■ **Activity**
Count the lines below that include the word "Testing" and write that number alone.

Material shown Block Start

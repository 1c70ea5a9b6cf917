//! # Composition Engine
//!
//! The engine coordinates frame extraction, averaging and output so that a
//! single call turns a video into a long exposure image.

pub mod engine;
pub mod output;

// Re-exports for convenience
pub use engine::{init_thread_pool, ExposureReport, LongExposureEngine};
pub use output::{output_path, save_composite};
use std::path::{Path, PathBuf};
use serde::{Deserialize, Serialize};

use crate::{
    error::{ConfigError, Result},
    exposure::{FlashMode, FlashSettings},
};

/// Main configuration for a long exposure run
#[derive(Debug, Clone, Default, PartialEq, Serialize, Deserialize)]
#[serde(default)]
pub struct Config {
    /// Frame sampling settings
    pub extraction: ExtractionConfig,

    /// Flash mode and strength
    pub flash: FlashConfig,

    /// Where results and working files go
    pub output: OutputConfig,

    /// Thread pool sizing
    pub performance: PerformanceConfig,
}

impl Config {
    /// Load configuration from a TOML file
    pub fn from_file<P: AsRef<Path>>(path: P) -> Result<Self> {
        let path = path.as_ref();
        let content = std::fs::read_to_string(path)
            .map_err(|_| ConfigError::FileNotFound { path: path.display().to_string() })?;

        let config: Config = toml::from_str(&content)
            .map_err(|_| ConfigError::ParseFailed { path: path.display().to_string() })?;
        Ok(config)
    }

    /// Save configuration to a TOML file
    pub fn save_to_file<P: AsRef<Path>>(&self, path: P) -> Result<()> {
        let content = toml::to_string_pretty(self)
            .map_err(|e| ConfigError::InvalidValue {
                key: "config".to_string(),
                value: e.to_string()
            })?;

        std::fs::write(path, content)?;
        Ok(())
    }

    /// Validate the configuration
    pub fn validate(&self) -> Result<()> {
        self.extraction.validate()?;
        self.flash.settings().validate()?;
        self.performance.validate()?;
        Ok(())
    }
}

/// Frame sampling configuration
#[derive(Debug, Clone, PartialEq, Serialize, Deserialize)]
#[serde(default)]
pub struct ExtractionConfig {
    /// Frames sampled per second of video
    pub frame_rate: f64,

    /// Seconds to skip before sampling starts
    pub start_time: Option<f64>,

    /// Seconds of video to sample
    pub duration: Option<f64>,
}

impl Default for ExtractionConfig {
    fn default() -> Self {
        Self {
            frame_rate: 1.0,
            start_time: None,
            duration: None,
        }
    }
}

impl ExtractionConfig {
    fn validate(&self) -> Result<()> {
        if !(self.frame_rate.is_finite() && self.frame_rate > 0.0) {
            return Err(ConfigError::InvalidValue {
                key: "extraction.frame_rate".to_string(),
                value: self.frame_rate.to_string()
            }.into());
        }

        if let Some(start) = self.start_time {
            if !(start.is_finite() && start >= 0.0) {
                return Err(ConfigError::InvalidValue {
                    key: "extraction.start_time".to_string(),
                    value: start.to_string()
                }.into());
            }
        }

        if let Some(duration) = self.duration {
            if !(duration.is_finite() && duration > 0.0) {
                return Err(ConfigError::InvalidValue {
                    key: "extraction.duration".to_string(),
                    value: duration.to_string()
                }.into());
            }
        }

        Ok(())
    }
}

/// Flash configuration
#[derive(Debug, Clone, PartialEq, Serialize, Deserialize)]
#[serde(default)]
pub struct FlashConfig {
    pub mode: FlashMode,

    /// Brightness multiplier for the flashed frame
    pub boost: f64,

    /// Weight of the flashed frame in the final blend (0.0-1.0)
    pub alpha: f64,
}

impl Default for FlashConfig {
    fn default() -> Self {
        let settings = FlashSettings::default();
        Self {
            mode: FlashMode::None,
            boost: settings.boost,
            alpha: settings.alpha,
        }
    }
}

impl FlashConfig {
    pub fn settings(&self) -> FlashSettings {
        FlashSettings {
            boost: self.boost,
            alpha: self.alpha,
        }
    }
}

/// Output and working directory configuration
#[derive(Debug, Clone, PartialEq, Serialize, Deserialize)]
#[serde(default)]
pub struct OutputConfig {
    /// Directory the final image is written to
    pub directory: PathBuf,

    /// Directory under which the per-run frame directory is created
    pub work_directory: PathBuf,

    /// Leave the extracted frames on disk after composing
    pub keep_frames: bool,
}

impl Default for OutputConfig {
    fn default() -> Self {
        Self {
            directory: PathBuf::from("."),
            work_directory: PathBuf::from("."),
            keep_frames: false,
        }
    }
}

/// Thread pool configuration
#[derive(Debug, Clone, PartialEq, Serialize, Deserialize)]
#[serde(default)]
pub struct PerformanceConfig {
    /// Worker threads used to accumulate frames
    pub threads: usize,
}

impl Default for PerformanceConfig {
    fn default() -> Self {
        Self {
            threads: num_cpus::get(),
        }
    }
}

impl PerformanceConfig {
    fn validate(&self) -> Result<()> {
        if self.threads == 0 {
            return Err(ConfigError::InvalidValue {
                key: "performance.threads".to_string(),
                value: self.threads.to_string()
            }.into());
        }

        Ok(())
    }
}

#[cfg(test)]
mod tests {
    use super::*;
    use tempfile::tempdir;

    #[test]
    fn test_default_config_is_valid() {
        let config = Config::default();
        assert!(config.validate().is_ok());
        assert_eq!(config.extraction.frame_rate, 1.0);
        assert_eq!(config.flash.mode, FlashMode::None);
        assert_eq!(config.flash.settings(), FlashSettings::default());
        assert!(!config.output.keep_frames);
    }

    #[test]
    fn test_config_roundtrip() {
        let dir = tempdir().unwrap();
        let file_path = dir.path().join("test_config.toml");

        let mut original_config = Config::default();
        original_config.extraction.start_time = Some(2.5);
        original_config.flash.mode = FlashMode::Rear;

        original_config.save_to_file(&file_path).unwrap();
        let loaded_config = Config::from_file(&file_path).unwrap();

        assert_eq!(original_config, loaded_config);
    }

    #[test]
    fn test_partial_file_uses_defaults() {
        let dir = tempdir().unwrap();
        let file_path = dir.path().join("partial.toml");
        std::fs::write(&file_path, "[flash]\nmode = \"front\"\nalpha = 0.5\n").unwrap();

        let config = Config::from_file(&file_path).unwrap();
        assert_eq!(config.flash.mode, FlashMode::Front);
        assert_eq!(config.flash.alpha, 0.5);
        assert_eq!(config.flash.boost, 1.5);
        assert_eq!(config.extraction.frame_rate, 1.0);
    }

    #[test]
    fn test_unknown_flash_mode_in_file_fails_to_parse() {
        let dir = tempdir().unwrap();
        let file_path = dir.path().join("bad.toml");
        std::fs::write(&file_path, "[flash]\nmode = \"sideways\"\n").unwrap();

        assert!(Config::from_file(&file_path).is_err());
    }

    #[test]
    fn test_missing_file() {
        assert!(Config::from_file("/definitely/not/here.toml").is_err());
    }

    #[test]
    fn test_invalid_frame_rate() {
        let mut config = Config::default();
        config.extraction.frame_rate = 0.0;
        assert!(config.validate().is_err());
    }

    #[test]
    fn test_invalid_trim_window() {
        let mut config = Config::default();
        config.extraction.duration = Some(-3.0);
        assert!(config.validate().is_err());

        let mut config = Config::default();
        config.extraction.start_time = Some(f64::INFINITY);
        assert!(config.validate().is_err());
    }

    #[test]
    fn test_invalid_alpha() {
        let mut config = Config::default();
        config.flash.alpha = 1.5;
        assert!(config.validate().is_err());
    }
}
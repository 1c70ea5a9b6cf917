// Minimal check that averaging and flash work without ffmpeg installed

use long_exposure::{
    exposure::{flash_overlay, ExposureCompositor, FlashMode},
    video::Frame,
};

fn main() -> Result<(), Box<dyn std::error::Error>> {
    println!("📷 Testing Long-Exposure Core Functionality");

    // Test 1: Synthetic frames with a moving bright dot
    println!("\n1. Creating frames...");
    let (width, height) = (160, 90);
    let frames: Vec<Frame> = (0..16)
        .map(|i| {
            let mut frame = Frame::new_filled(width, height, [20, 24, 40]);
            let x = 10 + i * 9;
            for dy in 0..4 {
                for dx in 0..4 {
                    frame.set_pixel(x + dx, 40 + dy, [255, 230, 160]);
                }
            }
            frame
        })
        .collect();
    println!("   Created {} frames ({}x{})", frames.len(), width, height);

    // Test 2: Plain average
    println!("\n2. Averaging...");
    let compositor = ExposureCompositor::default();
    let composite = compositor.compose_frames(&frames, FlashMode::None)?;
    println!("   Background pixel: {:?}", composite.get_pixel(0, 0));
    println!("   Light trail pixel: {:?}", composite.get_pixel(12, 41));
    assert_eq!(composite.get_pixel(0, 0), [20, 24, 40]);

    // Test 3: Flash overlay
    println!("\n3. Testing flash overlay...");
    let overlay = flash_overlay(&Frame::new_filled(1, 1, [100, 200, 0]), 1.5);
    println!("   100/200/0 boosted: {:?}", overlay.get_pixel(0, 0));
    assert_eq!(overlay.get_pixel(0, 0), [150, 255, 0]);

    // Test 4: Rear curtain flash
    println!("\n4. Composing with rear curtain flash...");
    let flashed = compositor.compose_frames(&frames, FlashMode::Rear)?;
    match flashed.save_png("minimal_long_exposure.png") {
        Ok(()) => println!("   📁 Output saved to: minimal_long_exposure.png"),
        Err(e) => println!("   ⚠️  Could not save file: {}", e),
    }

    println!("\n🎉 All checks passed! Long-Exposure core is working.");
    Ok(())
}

Material shown Block End
Material shown Block Start

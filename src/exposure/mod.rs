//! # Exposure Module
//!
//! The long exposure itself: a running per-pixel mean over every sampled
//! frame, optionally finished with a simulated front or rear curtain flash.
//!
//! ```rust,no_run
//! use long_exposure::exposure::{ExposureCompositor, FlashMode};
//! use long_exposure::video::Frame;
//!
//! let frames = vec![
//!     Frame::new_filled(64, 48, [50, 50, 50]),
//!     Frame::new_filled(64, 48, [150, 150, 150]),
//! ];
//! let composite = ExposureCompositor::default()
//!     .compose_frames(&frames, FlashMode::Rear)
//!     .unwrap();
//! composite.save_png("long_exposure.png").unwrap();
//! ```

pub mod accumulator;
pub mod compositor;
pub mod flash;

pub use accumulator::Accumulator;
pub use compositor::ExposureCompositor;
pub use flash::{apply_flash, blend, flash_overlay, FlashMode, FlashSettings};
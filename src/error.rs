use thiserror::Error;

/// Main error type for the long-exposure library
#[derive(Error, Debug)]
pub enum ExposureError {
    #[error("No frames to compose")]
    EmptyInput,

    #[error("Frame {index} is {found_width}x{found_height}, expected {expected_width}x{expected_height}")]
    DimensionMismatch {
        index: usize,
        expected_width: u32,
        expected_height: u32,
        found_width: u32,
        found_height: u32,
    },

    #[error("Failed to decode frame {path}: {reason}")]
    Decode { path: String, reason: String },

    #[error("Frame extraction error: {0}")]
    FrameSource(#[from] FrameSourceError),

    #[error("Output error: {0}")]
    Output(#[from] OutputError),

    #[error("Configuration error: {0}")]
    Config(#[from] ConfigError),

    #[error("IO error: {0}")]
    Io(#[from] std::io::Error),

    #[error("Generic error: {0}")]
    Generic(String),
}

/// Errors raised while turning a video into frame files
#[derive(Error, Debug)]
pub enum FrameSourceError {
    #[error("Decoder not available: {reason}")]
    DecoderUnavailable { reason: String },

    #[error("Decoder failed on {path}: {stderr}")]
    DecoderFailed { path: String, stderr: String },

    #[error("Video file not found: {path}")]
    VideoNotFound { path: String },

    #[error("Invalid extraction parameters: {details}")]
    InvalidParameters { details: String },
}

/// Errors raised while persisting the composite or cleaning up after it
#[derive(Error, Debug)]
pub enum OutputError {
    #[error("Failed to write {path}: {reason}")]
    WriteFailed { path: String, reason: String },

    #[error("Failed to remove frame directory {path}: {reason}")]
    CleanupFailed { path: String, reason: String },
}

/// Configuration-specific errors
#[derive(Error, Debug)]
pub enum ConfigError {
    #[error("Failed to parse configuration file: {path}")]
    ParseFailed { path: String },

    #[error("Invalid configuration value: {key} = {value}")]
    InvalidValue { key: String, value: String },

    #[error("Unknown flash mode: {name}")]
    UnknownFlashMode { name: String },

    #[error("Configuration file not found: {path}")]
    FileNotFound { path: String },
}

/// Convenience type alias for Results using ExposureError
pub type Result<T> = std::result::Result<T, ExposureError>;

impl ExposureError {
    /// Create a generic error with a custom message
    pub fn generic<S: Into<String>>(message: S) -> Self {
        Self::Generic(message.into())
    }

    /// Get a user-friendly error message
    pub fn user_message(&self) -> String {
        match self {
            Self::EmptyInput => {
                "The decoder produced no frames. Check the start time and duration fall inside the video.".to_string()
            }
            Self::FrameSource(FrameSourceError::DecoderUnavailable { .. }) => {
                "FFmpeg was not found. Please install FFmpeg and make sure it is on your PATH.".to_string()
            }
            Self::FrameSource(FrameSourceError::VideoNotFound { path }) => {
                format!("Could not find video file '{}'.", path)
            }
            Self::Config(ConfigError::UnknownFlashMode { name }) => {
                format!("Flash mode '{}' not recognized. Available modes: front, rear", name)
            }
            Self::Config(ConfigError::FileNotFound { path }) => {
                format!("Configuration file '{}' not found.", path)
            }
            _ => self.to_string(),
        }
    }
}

Material shown Block End
Material shown Block Start

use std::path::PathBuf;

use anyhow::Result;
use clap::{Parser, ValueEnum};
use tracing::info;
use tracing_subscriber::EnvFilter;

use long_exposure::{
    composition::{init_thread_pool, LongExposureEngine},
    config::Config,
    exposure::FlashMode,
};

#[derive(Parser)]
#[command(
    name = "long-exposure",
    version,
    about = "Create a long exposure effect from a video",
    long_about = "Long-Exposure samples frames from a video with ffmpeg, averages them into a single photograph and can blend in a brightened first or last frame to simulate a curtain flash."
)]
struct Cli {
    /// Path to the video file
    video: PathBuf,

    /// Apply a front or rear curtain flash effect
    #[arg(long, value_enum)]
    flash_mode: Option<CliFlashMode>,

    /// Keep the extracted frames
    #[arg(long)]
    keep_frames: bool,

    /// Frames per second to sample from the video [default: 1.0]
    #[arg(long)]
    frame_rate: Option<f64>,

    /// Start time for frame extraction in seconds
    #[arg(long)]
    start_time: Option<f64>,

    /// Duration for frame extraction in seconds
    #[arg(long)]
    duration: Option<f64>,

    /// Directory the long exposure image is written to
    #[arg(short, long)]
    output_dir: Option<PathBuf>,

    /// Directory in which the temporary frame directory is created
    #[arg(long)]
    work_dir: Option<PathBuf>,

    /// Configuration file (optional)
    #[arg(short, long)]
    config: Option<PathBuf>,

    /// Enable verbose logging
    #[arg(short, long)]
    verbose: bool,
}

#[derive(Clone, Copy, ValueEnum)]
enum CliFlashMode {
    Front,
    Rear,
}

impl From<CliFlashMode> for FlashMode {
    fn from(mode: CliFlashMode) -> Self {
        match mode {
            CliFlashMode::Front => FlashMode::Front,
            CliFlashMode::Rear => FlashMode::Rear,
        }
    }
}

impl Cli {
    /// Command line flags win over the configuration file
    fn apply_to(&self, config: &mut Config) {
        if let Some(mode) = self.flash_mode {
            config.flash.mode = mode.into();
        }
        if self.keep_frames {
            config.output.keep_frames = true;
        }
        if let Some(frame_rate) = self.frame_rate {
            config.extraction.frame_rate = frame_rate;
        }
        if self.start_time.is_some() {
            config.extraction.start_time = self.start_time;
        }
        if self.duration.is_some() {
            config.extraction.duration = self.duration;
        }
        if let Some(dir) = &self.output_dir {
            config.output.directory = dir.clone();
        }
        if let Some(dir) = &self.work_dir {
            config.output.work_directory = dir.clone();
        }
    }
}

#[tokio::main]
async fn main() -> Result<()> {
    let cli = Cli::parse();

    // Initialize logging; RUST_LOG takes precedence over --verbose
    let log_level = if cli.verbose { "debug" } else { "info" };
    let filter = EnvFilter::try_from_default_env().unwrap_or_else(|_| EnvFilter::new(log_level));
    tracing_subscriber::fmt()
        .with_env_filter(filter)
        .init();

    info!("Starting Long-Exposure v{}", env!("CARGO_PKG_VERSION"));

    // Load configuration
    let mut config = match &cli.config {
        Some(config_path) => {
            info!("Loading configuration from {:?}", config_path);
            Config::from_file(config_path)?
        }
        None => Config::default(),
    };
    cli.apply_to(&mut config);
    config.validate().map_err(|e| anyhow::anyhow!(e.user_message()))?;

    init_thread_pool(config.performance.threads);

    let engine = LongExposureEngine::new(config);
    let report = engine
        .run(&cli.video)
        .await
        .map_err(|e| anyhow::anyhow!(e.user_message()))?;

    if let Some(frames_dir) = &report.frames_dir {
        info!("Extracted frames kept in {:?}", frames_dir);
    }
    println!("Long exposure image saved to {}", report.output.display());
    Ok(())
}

Material shown Block End

■ **Your solution**
2